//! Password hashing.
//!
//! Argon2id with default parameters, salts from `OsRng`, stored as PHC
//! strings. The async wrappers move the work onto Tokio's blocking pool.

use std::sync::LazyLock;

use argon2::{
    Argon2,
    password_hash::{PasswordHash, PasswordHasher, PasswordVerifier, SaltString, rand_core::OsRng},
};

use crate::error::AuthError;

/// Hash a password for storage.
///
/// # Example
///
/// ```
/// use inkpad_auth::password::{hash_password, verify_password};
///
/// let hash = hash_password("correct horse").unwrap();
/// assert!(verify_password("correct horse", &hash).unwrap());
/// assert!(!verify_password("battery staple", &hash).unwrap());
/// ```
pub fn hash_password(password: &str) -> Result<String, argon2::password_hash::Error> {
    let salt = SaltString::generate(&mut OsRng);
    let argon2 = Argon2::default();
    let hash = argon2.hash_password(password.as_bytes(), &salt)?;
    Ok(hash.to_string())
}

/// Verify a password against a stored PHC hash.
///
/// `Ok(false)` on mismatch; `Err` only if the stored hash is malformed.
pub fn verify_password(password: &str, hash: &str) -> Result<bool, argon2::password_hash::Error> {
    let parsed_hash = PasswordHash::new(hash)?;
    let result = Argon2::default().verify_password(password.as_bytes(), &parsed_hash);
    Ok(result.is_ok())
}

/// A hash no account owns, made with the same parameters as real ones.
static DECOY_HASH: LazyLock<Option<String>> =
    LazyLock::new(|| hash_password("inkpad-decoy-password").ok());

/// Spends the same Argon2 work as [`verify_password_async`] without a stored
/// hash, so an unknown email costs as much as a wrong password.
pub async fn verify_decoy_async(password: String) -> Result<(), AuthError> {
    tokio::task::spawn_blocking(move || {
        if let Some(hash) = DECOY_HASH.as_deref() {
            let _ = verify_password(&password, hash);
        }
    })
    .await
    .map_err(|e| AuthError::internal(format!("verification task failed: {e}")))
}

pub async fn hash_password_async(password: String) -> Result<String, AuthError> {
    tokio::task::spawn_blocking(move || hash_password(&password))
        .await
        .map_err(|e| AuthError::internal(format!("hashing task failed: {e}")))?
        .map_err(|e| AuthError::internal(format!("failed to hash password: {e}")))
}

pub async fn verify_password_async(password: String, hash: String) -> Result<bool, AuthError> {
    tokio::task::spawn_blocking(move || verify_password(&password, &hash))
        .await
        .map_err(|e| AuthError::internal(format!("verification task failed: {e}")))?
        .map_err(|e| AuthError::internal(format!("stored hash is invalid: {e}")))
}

• _Work item_
Proceeding from the line containing "password for storage." through the line containing "let argon2 = Argon2::default();", transcribe the lines above exactly, both end lines included.

• _Answer below_
/// Hash a password for storage.
///
/// # Example
///
/// ```
/// use inkpad_auth::password::{hash_password, verify_password};
///
/// let hash = hash_password("correct horse").unwrap();
/// assert!(verify_password("correct horse", &hash).unwrap());
/// assert!(!verify_password("battery staple", &hash).unwrap());
/// ```
pub fn hash_password(password: &str) -> Result<String, argon2::password_hash::Error> {
    let salt = SaltString::generate(&mut OsRng);
    let argon2 = Argon2::default();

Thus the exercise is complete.